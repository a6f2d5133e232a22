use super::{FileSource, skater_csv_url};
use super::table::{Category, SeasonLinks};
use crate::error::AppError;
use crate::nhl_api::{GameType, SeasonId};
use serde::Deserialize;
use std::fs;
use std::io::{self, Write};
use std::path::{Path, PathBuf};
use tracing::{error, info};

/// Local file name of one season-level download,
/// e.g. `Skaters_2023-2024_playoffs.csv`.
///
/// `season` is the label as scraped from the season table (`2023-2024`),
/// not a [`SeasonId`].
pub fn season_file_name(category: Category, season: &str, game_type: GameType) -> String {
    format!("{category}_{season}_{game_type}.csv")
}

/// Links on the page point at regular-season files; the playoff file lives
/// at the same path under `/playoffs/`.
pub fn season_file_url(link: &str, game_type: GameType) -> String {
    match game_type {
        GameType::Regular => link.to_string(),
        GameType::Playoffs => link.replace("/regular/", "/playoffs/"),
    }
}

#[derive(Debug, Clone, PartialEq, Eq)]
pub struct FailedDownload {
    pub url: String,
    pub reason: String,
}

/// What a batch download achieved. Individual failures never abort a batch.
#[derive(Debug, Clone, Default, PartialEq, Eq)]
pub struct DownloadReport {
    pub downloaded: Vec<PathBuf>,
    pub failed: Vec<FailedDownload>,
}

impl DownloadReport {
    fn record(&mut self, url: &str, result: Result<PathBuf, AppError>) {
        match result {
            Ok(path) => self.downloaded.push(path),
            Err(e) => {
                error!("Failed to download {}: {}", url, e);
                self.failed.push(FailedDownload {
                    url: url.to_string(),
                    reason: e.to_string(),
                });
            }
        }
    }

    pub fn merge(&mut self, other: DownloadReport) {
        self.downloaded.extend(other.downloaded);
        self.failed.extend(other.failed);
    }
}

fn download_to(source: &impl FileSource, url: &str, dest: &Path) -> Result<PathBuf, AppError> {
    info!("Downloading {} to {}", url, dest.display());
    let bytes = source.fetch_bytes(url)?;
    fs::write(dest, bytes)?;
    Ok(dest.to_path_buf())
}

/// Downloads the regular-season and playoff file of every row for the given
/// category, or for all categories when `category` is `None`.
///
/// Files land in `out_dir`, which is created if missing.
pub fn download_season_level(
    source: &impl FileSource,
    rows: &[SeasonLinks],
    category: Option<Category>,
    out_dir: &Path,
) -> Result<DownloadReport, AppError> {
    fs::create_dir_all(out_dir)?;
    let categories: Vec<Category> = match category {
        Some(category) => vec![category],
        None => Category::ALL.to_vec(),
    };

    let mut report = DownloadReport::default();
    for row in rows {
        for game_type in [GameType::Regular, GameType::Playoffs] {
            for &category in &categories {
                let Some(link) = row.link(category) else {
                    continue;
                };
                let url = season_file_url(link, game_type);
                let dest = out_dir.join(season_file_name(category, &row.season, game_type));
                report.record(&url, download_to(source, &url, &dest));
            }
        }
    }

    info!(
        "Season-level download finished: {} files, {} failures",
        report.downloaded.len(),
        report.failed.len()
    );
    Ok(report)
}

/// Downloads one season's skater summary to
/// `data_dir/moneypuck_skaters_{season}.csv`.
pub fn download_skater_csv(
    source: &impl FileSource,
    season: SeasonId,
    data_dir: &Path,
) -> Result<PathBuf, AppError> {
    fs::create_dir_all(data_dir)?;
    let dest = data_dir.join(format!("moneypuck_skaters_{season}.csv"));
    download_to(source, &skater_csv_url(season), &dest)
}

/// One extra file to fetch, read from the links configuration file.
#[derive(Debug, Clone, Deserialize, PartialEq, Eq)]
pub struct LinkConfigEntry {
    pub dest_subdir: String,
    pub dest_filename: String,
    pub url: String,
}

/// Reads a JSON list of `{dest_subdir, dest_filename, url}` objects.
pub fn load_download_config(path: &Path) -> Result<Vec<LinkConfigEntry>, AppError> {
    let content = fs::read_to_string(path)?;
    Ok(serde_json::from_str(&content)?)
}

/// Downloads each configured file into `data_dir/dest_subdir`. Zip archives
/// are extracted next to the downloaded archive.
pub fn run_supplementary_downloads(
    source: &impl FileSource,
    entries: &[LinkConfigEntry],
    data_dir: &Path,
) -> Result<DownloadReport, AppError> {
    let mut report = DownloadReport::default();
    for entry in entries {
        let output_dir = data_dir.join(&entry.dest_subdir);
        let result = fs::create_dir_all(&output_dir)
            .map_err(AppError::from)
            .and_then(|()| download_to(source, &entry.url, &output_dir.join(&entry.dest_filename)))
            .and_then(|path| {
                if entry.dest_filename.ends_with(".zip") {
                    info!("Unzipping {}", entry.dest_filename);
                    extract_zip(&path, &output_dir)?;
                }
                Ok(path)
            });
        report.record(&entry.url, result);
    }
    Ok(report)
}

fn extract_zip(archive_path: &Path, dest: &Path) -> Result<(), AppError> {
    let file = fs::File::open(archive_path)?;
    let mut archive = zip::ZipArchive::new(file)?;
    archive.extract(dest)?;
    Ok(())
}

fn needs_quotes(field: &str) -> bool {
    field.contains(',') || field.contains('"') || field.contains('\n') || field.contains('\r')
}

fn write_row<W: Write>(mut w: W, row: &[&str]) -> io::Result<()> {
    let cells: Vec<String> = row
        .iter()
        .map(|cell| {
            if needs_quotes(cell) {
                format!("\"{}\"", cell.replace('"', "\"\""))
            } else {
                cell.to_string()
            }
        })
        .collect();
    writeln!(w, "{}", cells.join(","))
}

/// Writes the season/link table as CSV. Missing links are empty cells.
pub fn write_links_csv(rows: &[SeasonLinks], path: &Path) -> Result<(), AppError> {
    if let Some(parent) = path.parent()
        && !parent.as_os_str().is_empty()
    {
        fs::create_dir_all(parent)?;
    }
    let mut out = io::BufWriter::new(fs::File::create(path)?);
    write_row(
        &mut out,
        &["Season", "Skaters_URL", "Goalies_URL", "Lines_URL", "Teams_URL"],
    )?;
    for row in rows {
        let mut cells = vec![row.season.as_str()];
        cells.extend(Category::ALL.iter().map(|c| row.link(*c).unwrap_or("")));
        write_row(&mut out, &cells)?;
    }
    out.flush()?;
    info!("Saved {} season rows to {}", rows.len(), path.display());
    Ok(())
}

━━━

## What you should do
Repeat the whole listing, keeping every word exact.

## Result of the task
repository a6f2d5133e232a22
use super::{FileSource, skater_csv_url};
use super::table::{Category, SeasonLinks};
use crate::error::AppError;
use crate::nhl_api::{GameType, SeasonId};
use serde::Deserialize;
use std::fs;
use std::io::{self, Write};
use std::path::{Path, PathBuf};
use tracing::{error, info};

/// Local file name of one season-level download,
/// e.g. `Skaters_2023-2024_playoffs.csv`.
///
/// `season` is the label as scraped from the season table (`2023-2024`),
/// not a [`SeasonId`].
pub fn season_file_name(category: Category, season: &str, game_type: GameType) -> String {
    format!("{category}_{season}_{game_type}.csv")
}

/// Links on the page point at regular-season files; the playoff file lives
/// at the same path under `/playoffs/`.
pub fn season_file_url(link: &str, game_type: GameType) -> String {
    match game_type {
        GameType::Regular => link.to_string(),
        GameType::Playoffs => link.replace("/regular/", "/playoffs/"),
    }
}

#[derive(Debug, Clone, PartialEq, Eq)]
pub struct FailedDownload {
    pub url: String,
    pub reason: String,
}

/// What a batch download achieved. Individual failures never abort a batch.
#[derive(Debug, Clone, Default, PartialEq, Eq)]
pub struct DownloadReport {
    pub downloaded: Vec<PathBuf>,
    pub failed: Vec<FailedDownload>,
}

impl DownloadReport {
    fn record(&mut self, url: &str, result: Result<PathBuf, AppError>) {
        match result {
            Ok(path) => self.downloaded.push(path),
            Err(e) => {
                error!("Failed to download {}: {}", url, e);
                self.failed.push(FailedDownload {
                    url: url.to_string(),
                    reason: e.to_string(),
                });
            }
        }
    }

    pub fn merge(&mut self, other: DownloadReport) {
        self.downloaded.extend(other.downloaded);
        self.failed.extend(other.failed);
    }
}

fn download_to(source: &impl FileSource, url: &str, dest: &Path) -> Result<PathBuf, AppError> {
    info!("Downloading {} to {}", url, dest.display());
    let bytes = source.fetch_bytes(url)?;
    fs::write(dest, bytes)?;
    Ok(dest.to_path_buf())
}

/// Downloads the regular-season and playoff file of every row for the given
/// category, or for all categories when `category` is `None`.
///
/// Files land in `out_dir`, which is created if missing.
pub fn download_season_level(
    source: &impl FileSource,
    rows: &[SeasonLinks],
    category: Option<Category>,
    out_dir: &Path,
) -> Result<DownloadReport, AppError> {
    fs::create_dir_all(out_dir)?;
    let categories: Vec<Category> = match category {
        Some(category) => vec![category],
        None => Category::ALL.to_vec(),
    };

    let mut report = DownloadReport::default();
    for row in rows {
        for game_type in [GameType::Regular, GameType::Playoffs] {
            for &category in &categories {
                let Some(link) = row.link(category) else {
                    continue;
                };
                let url = season_file_url(link, game_type);
                let dest = out_dir.join(season_file_name(category, &row.season, game_type));
                report.record(&url, download_to(source, &url, &dest));
            }
        }
    }

    info!(
        "Season-level download finished: {} files, {} failures",
        report.downloaded.len(),
        report.failed.len()
    );
    Ok(report)
}

/// Downloads one season's skater summary to
/// `data_dir/moneypuck_skaters_{season}.csv`.
pub fn download_skater_csv(
    source: &impl FileSource,
    season: SeasonId,
    data_dir: &Path,
) -> Result<PathBuf, AppError> {
    fs::create_dir_all(data_dir)?;
    let dest = data_dir.join(format!("moneypuck_skaters_{season}.csv"));
    download_to(source, &skater_csv_url(season), &dest)
}

/// One extra file to fetch, read from the links configuration file.
#[derive(Debug, Clone, Deserialize, PartialEq, Eq)]
pub struct LinkConfigEntry {
    pub dest_subdir: String,
    pub dest_filename: String,
    pub url: String,
}

/// Reads a JSON list of `{dest_subdir, dest_filename, url}` objects.
pub fn load_download_config(path: &Path) -> Result<Vec<LinkConfigEntry>, AppError> {
    let content = fs::read_to_string(path)?;
    Ok(serde_json::from_str(&content)?)
}

/// Downloads each configured file into `data_dir/dest_subdir`. Zip archives
/// are extracted next to the downloaded archive.
pub fn run_supplementary_downloads(
    source: &impl FileSource,
    entries: &[LinkConfigEntry],
    data_dir: &Path,
) -> Result<DownloadReport, AppError> {
    let mut report = DownloadReport::default();
    for entry in entries {
        let output_dir = data_dir.join(&entry.dest_subdir);
        let result = fs::create_dir_all(&output_dir)
            .map_err(AppError::from)
            .and_then(|()| download_to(source, &entry.url, &output_dir.join(&entry.dest_filename)))
            .and_then(|path| {
                if entry.dest_filename.ends_with(".zip") {
                    info!("Unzipping {}", entry.dest_filename);
                    extract_zip(&path, &output_dir)?;
                }
                Ok(path)
            });
        report.record(&entry.url, result);
    }
    Ok(report)
}

fn extract_zip(archive_path: &Path, dest: &Path) -> Result<(), AppError> {
    let file = fs::File::open(archive_path)?;
    let mut archive = zip::ZipArchive::new(file)?;
    archive.extract(dest)?;
    Ok(())
}

fn needs_quotes(field: &str) -> bool {
    field.contains(',') || field.contains('"') || field.contains('\n') || field.contains('\r')
}

fn write_row<W: Write>(mut w: W, row: &[&str]) -> io::Result<()> {
    let cells: Vec<String> = row
        .iter()
        .map(|cell| {
            if needs_quotes(cell) {
                format!("\"{}\"", cell.replace('"', "\"\""))
            } else {
                cell.to_string()
            }
        })
        .collect();
    writeln!(w, "{}", cells.join(","))
}

/// Writes the season/link table as CSV. Missing links are empty cells.
pub fn write_links_csv(rows: &[SeasonLinks], path: &Path) -> Result<(), AppError> {
    if let Some(parent) = path.parent()
        && !parent.as_os_str().is_empty()
    {
        fs::create_dir_all(parent)?;
    }
    let mut out = io::BufWriter::new(fs::File::create(path)?);
    write_row(
        &mut out,
        &["Season", "Skaters_URL", "Goalies_URL", "Lines_URL", "Teams_URL"],
    )?;
    for row in rows {
        let mut cells = vec![row.season.as_str()];
        cells.extend(Category::ALL.iter().map(|c| row.link(*c).unwrap_or("")));
        write_row(&mut out, &cells)?;
    }
    out.flush()?;
    info!("Saved {} season rows to {}", rows.len(), path.display());
    Ok(())
}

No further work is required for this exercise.